Some of you have experienced and reported problems with Live 8 several months ago that we have still failed to fix. This is both painful and necessary for us to discuss. We owe you sincere apologies, as well as an explanation and outlook for the future.

Ableton values quality over innovation. Our engineers will stop whatever they are doing to fix a bug when they become aware of it. They must, however, rely on a process that prepares the incoming information and funnels it to them appropriately. Establishing and maintaining this process is the responsibility of management — particularly us, Bernd and Gerhard — and this is where things have gone wrong while we let our attention divert to ambitious new projects.

Our apologies also extend to both the Ableton developers and tech support colleagues because they want to be proud of software and service that users love.

We have now decided to:

  • suspend all development towards new features while the whole team joins forces to address the current issues. This effort is open ended and will result in a free Live 8 update;
  • make process changes to prevent similar situations from happening in the future.
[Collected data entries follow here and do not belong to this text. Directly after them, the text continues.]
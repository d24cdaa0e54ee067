//! Signal dispositions of the interpreter and the foreground-only mode toggle.
//!
//! The interpreter ignores `SIGINT` so an interrupt meant for a foreground child never
//! kills the shell, and catches `SIGTSTP` to flip foreground-only mode. The handler runs
//! at arbitrary points, so the mode lives in a single [`AtomicBool`] and the notice is
//! written with a raw `write(2)`.

use crate::error::ShellError;
use nix::errno::Errno;
use nix::libc;
use nix::sys::signal::{SaFlags, SigAction, SigHandler, SigSet, Signal, sigaction};
use std::os::fd::RawFd;
use std::sync::atomic::{AtomicBool, Ordering};

static FOREGROUND_ONLY: AtomicBool = AtomicBool::new(false);

pub const ENTER_FOREGROUND_ONLY: &str = "\nEntering foreground-only mode (& is now ignored)\n";
pub const EXIT_FOREGROUND_ONLY: &str = "\nExiting foreground-only mode\n";

/// Whether a trailing `&` is currently ignored.
pub fn foreground_only() -> bool {
    FOREGROUND_ONLY.load(Ordering::SeqCst)
}

/// Flips foreground-only mode, writes the matching notice to standard output and returns
/// the new mode. Safe to call from a signal handler.
pub fn toggle_foreground_only() -> bool {
    let was_on = FOREGROUND_ONLY.fetch_xor(true, Ordering::SeqCst);
    let notice = if was_on {
        EXIT_FOREGROUND_ONLY
    } else {
        ENTER_FOREGROUND_ONLY
    };
    write_raw(libc::STDOUT_FILENO, &[notice.as_bytes()]);
    !was_on
}

extern "C" fn on_suspend(_: libc::c_int) {
    // The interrupted code may be about to read errno.
    let saved = Errno::last_raw();
    toggle_foreground_only();
    Errno::set_raw(saved);
}

/// Installs the interpreter's handlers: `SIGINT` ignored, `SIGTSTP` toggles
/// foreground-only mode. All other signals keep their default behavior.
pub fn install() -> Result<(), ShellError> {
    let ignore = SigAction::new(SigHandler::SigIgn, SaFlags::empty(), SigSet::empty());
    // No SA_RESTART: a blocked read or wait returns EINTR and the caller retries.
    let suspend = SigAction::new(
        SigHandler::Handler(on_suspend),
        SaFlags::empty(),
        SigSet::all(),
    );

    for (signal, action) in [(Signal::SIGINT, &ignore), (Signal::SIGTSTP, &suspend)] {
        // SAFETY: `on_suspend` only touches an atomic and calls write(2).
        unsafe { sigaction(signal, action) }
            .map_err(|source| ShellError::Signal { signal, source })?;
    }
    Ok(())
}

/// Sets the dispositions a freshly forked child needs before `execvp`.
///
/// Foreground children get the default `SIGINT` back so the user can interrupt them.
/// Every child ignores `SIGTSTP`; the shell cannot resume a stopped child.
pub(crate) fn reset_for_child(foreground: bool) {
    let default = SigAction::new(SigHandler::SigDfl, SaFlags::empty(), SigSet::empty());
    let ignore = SigAction::new(SigHandler::SigIgn, SaFlags::empty(), SigSet::empty());
    // SAFETY: installing SIG_DFL/SIG_IGN runs no code of ours.
    unsafe {
        if foreground {
            let _ = sigaction(Signal::SIGINT, &default);
        }
        let _ = sigaction(Signal::SIGTSTP, &ignore);
    }
}

/// Writes every part to `fd`, retrying on partial writes and `EINTR`.
///
/// Only calls write(2), so it may run in a signal handler or between `fork` and `exec`.
pub(crate) fn write_raw(fd: RawFd, parts: &[&[u8]]) {
    for part in parts {
        let mut rest = *part;
        while !rest.is_empty() {
            // SAFETY: `rest` is a live, initialized byte slice.
            let written = unsafe { libc::write(fd, rest.as_ptr().cast(), rest.len()) };
            if written < 0 {
                if Errno::last() == Errno::EINTR {
                    continue;
                }
                return;
            }
            rest = &rest[written as usize..];
        }
    }
}

#[cfg(test)]
mod tests {
    use super::*;

    #[test]
    fn suspend_handler_preserves_errno() {
        Errno::set_raw(libc::EAGAIN);
        on_suspend(libc::SIGTSTP);
        on_suspend(libc::SIGTSTP);
        assert_eq!(Errno::last(), Errno::EAGAIN);
        assert!(!foreground_only());
    }
}
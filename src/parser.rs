//! Turns a raw input line into a [`Command`]: tokenization, `$$` expansion, builtin
//! recognition and foreground/background resolution.

use crate::command::Command;
use crate::lexer;
use tracing::trace;

/// Final token requesting background execution.
pub const BACKGROUND_OPERATOR: &str = "&";

/// Commands handled inside the interpreter process.
#[derive(Debug, Clone, Copy, PartialEq, Eq)]
pub enum Builtin {
    /// Terminate the interpreter.
    Exit,
    /// Change the interpreter's working directory.
    Cd,
    /// Report the last foreground outcome.
    Status,
}

impl Builtin {
    /// Recognize a builtin by its program name.
    pub fn from_name(name: &str) -> Option<Self> {
        match name {
            "exit" => Some(Builtin::Exit),
            "cd" => Some(Builtin::Cd),
            "status" => Some(Builtin::Status),
            _ => None,
        }
    }

    pub fn name(self) -> &'static str {
        match self {
            Builtin::Exit => "exit",
            Builtin::Cd => "cd",
            Builtin::Status => "status",
        }
    }
}

/// Result of mode resolution for one token sequence.
#[derive(Debug, Clone, PartialEq, Eq)]
pub struct Resolved {
    pub builtin: Option<Builtin>,
    pub background: bool,
    /// Input tokens without the trailing background operator.
    pub arguments: Vec<String>,
}

/// Decide builtin vs external and foreground vs background.
///
/// A trailing `&` is always removed. It only selects background execution when
/// `foreground_only` is false.
pub fn resolve(mut arguments: Vec<String>, foreground_only: bool) -> Resolved {
    let mut background = false;
    if arguments.last().is_some_and(|last| last == BACKGROUND_OPERATOR) {
        arguments.pop();
        background = !foreground_only;
    }

    let builtin = arguments.first().and_then(|name| Builtin::from_name(name));
    Resolved {
        builtin,
        background,
        arguments,
    }
}

/// Parses one input line into a [`Command`].
///
/// `pid` replaces every `$$`. Returns `None` when nothing is left to run, e.g. a blank
/// line or a lone `&`.
pub fn parse_line(raw_line: &str, pid: &str, foreground_only: bool) -> Option<Command> {
    let tokens = lexer::tokenize(raw_line, pid);
    let Resolved {
        builtin,
        background,
        arguments,
    } = resolve(tokens, foreground_only);
    if arguments.is_empty() {
        return None;
    }

    trace!(?arguments, background, ?builtin, "parsed line");
    Some(Command {
        arguments,
        raw_line: raw_line.to_owned(),
        background,
        builtin,
    })
}

#[cfg(test)]
mod tests {
    use super::*;
    use pretty_assertions::assert_eq;

    fn words(line: &str) -> Vec<String> {
        lexer::split_into_tokens(line)
    }

    #[test]
    fn trailing_ampersand_requests_background() {
        let resolved = resolve(words("sleep 5 &"), false);
        assert!(resolved.background);
        assert_eq!(resolved.arguments, words("sleep 5"));
        assert_eq!(resolved.builtin, None);
    }

    #[test]
    fn foreground_only_drops_ampersand_silently() {
        let resolved = resolve(words("sleep 5 &"), true);
        assert!(!resolved.background);
        assert_eq!(resolved.arguments, words("sleep 5"));
    }

    #[test]
    fn ampersand_not_in_last_position_is_an_argument() {
        let resolved = resolve(words("echo & done"), false);
        assert!(!resolved.background);
        assert_eq!(resolved.arguments, words("echo & done"));
    }

    #[test]
    fn ampersand_glued_to_a_word_is_an_argument() {
        let resolved = resolve(words("echo hi&"), false);
        assert!(!resolved.background);
        assert_eq!(resolved.arguments, words("echo hi&"));
    }

    #[test]
    fn recognizes_exactly_three_builtins() {
        assert_eq!(resolve(words("exit"), false).builtin, Some(Builtin::Exit));
        assert_eq!(resolve(words("cd /tmp"), false).builtin, Some(Builtin::Cd));
        assert_eq!(resolve(words("status &"), false).builtin, Some(Builtin::Status));
        assert_eq!(resolve(words("pwd"), false).builtin, None);
        assert_eq!(resolve(words("Exit"), false).builtin, None);
        for builtin in [Builtin::Exit, Builtin::Cd, Builtin::Status] {
            assert_eq!(Builtin::from_name(builtin.name()), Some(builtin));
        }
    }

    #[test]
    fn parse_line_expands_and_keeps_raw_line() {
        let command = parse_line("echo hi$$there", "4321", false).unwrap();
        assert_eq!(command.arguments, vec!["echo", "hi4321there"]);
        assert_eq!(command.raw_line, "echo hi$$there");
        assert!(!command.background);
        assert_eq!(command.name(), "echo");
    }

    #[test]
    fn lone_ampersand_is_nothing_to_run() {
        assert_eq!(parse_line("&", "1", false), None);
        assert_eq!(parse_line("   ", "1", false), None);
    }
}
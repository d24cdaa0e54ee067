//! A small job-control shell.
//!
//! The crate reads one command per line, runs `cd`, `status` and `exit` in-process and
//! starts everything else as a child process, either in the foreground (the shell waits)
//! or in the background (the shell keeps prompting and reports the child when it is
//! reaped). Standard input and output of a child can be redirected with `<` and `>`,
//! `$$` expands to the shell's own process id, and `SIGTSTP` toggles a foreground-only
//! mode in which a trailing `&` is ignored.
//!
//! The main entry point is [`Interpreter`]. Line input is abstracted by
//! [`io_adapters::LineSource`], so the same interpreter drives an interactive
//! [`rustyline`] editor, plain standard input, or a scripted buffer in tests.

mod builtin;
pub mod command;
pub mod config;
pub mod env;
pub mod error;
pub mod external;
mod interpreter;
pub mod io_adapters;
pub mod jobs;
pub mod lexer;
pub mod parser;
pub mod redirect;
pub mod signal;

pub use config::Config;
pub use error::ShellError;
pub use interpreter::Interpreter;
We hope this plan finds your understanding and agreement. We’d like to wish you a very happy holiday season and a wonderful 2010!

Gerhard Behles, CEO
Bernd Roggendorf, CTO

Pausing forward development to focus on bug fixes in and of itself is not an unprecedented move – it’s just usually not something you talk about. So I have to applaud not only Ableton making the sacrifice to focus on reliability first, but also that they’re being frank about acknowledging issues. I’m honestly not entirely certain just which issues they’re describing, because I don’t have the benefit of the big picture that comes from handling Ableton’s own tech support. Once Ableton does make progress on this upcoming free update, though, I’ll be sure to share what changes are included.
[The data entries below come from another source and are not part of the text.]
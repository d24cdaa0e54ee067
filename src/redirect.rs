//! Standard stream redirection for child processes.
//!
//! Planning happens in the interpreter: [`plan_redirections`] finds the `<` and `>`
//! operators, decides where each stream goes and strips the redirection syntax from the
//! program's arguments. Binding happens in the forked child through
//! [`PreparedRedirect::open`] and [`OpenedRedirect::bind`], which only make
//! async-signal-safe calls.

use crate::error::ShellError;
use nix::errno::Errno;
use nix::fcntl::{OFlag, open};
use nix::libc;
use nix::sys::stat::Mode;
use nix::unistd::{close, dup2};
use std::ffi::{CStr, CString};
use std::os::fd::RawFd;

pub const INPUT_OPERATOR: &str = "<";
pub const OUTPUT_OPERATOR: &str = ">";
/// Where unredirected streams of background commands go.
pub const NULL_DEVICE: &str = "/dev/null";

/// One of the two standard streams a command can redirect.
#[derive(Debug, Clone, Copy, PartialEq, Eq)]
pub enum Stream {
    Input,
    Output,
}

impl Stream {
    fn fileno(self) -> RawFd {
        match self {
            Stream::Input => libc::STDIN_FILENO,
            Stream::Output => libc::STDOUT_FILENO,
        }
    }

    /// Position of the stream in per-stream tables.
    pub(crate) fn index(self) -> usize {
        match self {
            Stream::Input => 0,
            Stream::Output => 1,
        }
    }

    /// Diagnostic printed when `dup2` fails for this stream.
    pub fn bind_failure(self) -> &'static str {
        match self {
            Stream::Input => "cannot redirect input",
            Stream::Output => "cannot redirect output",
        }
    }
}

/// Where a redirected stream is connected.
#[derive(Debug, Clone, PartialEq, Eq)]
pub enum Target {
    /// A file named on the command line.
    File(String),
    /// The null device, substituted for background commands.
    NullDevice,
}

impl Target {
    fn path(&self) -> &str {
        match self {
            Target::File(name) => name,
            Target::NullDevice => NULL_DEVICE,
        }
    }
}

/// One redirection: `stream` is connected to `target`.
#[derive(Debug, Clone, PartialEq, Eq)]
pub struct Redirect {
    pub stream: Stream,
    pub target: Target,
}

/// Result of redirection planning for one command.
#[derive(Debug, Clone, PartialEq, Eq)]
pub struct RedirectPlan {
    /// Every redirection in the order its file is opened: the line's operators left to
    /// right, then the null device defaults of a background command.
    pub redirects: Vec<Redirect>,
    /// Arguments handed to the program.
    pub arguments: Vec<String>,
}

/// Inspects `arguments` for `< file` and `> file`.
///
/// Either, both or neither may appear, in any order. Every operator is kept, so each
/// named file is opened (and an output file truncated) even when a later operator for
/// the same stream takes its place. Everything from the first redirection operator on
/// is dropped from the program's arguments. A background command gets the null device
/// for every stream it did not redirect itself.
pub fn plan_redirections(
    arguments: &[String],
    background: bool,
) -> Result<RedirectPlan, ShellError> {
    let mut redirects = Vec::new();
    let mut first_operator = None;

    let mut i = 0;
    while i < arguments.len() {
        let operator = arguments[i].as_str();
        let stream = match operator {
            INPUT_OPERATOR => Stream::Input,
            OUTPUT_OPERATOR => Stream::Output,
            _ => {
                i += 1;
                continue;
            }
        };
        let name = arguments
            .get(i + 1)
            .ok_or_else(|| ShellError::MissingRedirectTarget {
                operator: operator.to_owned(),
            })?;
        redirects.push(Redirect {
            stream,
            target: Target::File(name.clone()),
        });
        first_operator.get_or_insert(i);
        i += 2;
    }

    if background {
        for stream in [Stream::Input, Stream::Output] {
            if !redirects.iter().any(|r| r.stream == stream) {
                redirects.push(Redirect {
                    stream,
                    target: Target::NullDevice,
                });
            }
        }
    }

    let end = first_operator.unwrap_or(arguments.len());
    Ok(RedirectPlan {
        redirects,
        arguments: arguments[..end].to_vec(),
    })
}

impl RedirectPlan {
    /// Where `stream` ends up: its last redirection, or `None` when it is inherited.
    pub fn target(&self, stream: Stream) -> Option<&Target> {
        self.redirects
            .iter()
            .rev()
            .find(|r| r.stream == stream)
            .map(|r| &r.target)
    }

    /// Converts the plan into the form a forked child can apply without allocating.
    pub fn prepare(&self) -> Result<Vec<PreparedRedirect>, ShellError> {
        self.redirects
            .iter()
            .map(|Redirect { stream, target }| {
                let path = CString::new(target.path())
                    .map_err(|_| ShellError::NulByte(target.path().to_owned()))?;
                Ok(PreparedRedirect {
                    stream: *stream,
                    path,
                    null_device: *target == Target::NullDevice,
                })
            })
            .collect()
    }
}

/// A redirection ready to be opened in the child.
#[derive(Debug)]
pub struct PreparedRedirect {
    stream: Stream,
    path: CString,
    null_device: bool,
}

/// An opened redirection target, not yet bound to its stream.
#[derive(Debug)]
pub struct OpenedRedirect {
    stream: Stream,
    fd: RawFd,
}

impl PreparedRedirect {
    pub fn stream(&self) -> Stream {
        self.stream
    }

    pub fn path(&self) -> &CStr {
        &self.path
    }

    /// Opens the target: read-only for input, created and truncated with mode 0644 for
    /// output. The null device is never created or truncated.
    pub fn open(&self) -> Result<OpenedRedirect, Errno> {
        let (flags, mode) = match (self.stream, self.null_device) {
            (Stream::Input, _) => (OFlag::O_RDONLY, Mode::empty()),
            (Stream::Output, true) => (OFlag::O_RDWR, Mode::empty()),
            (Stream::Output, false) => (
                OFlag::O_RDWR | OFlag::O_CREAT | OFlag::O_TRUNC,
                Mode::S_IRUSR | Mode::S_IWUSR | Mode::S_IRGRP | Mode::S_IROTH,
            ),
        };
        let fd = open(self.path.as_c_str(), flags, mode)?;
        Ok(OpenedRedirect {
            stream: self.stream,
            fd,
        })
    }
}

impl OpenedRedirect {
    pub fn stream(&self) -> Stream {
        self.stream
    }

    /// Makes the opened file the child's standard stream and closes the original
    /// descriptor.
    pub fn bind(self) -> Result<(), Errno> {
        let target = self.stream.fileno();
        if self.fd != target {
            dup2(self.fd, target)?;
            let _ = close(self.fd);
        }
        Ok(())
    }

    /// Closes a target that a later redirection of the same stream replaced.
    pub fn discard(self) {
        let _ = close(self.fd);
    }
}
As seen on the Ableton forums, via Bjorn Vayner / The Covert Operators on Twitter.

Clarification: I should hasten to add, as I realized this post could be misread — talking about and fixing bugs is a good thing, but having bugs is not. Ableton, as any music developer, depends on the goodwill and trust of its users. If in fact bugs have made current Live versions less stable, or have adversely impacted the perception of Live, that leaves the ball in Ableton’s court to resolve. To me, the proof is in the release. If you have issues you’ve fully documented that have not be resolved, to which this post may be referring, we’d love to hear about them (emphasis on “documented” and “fully” — let us know exactly the issue and how to reproduce it). Likewise, we’ll watch for fixes. All software has bugs, and being a computer musician means being able to manage reliability and stability to make the computer an effective instrument.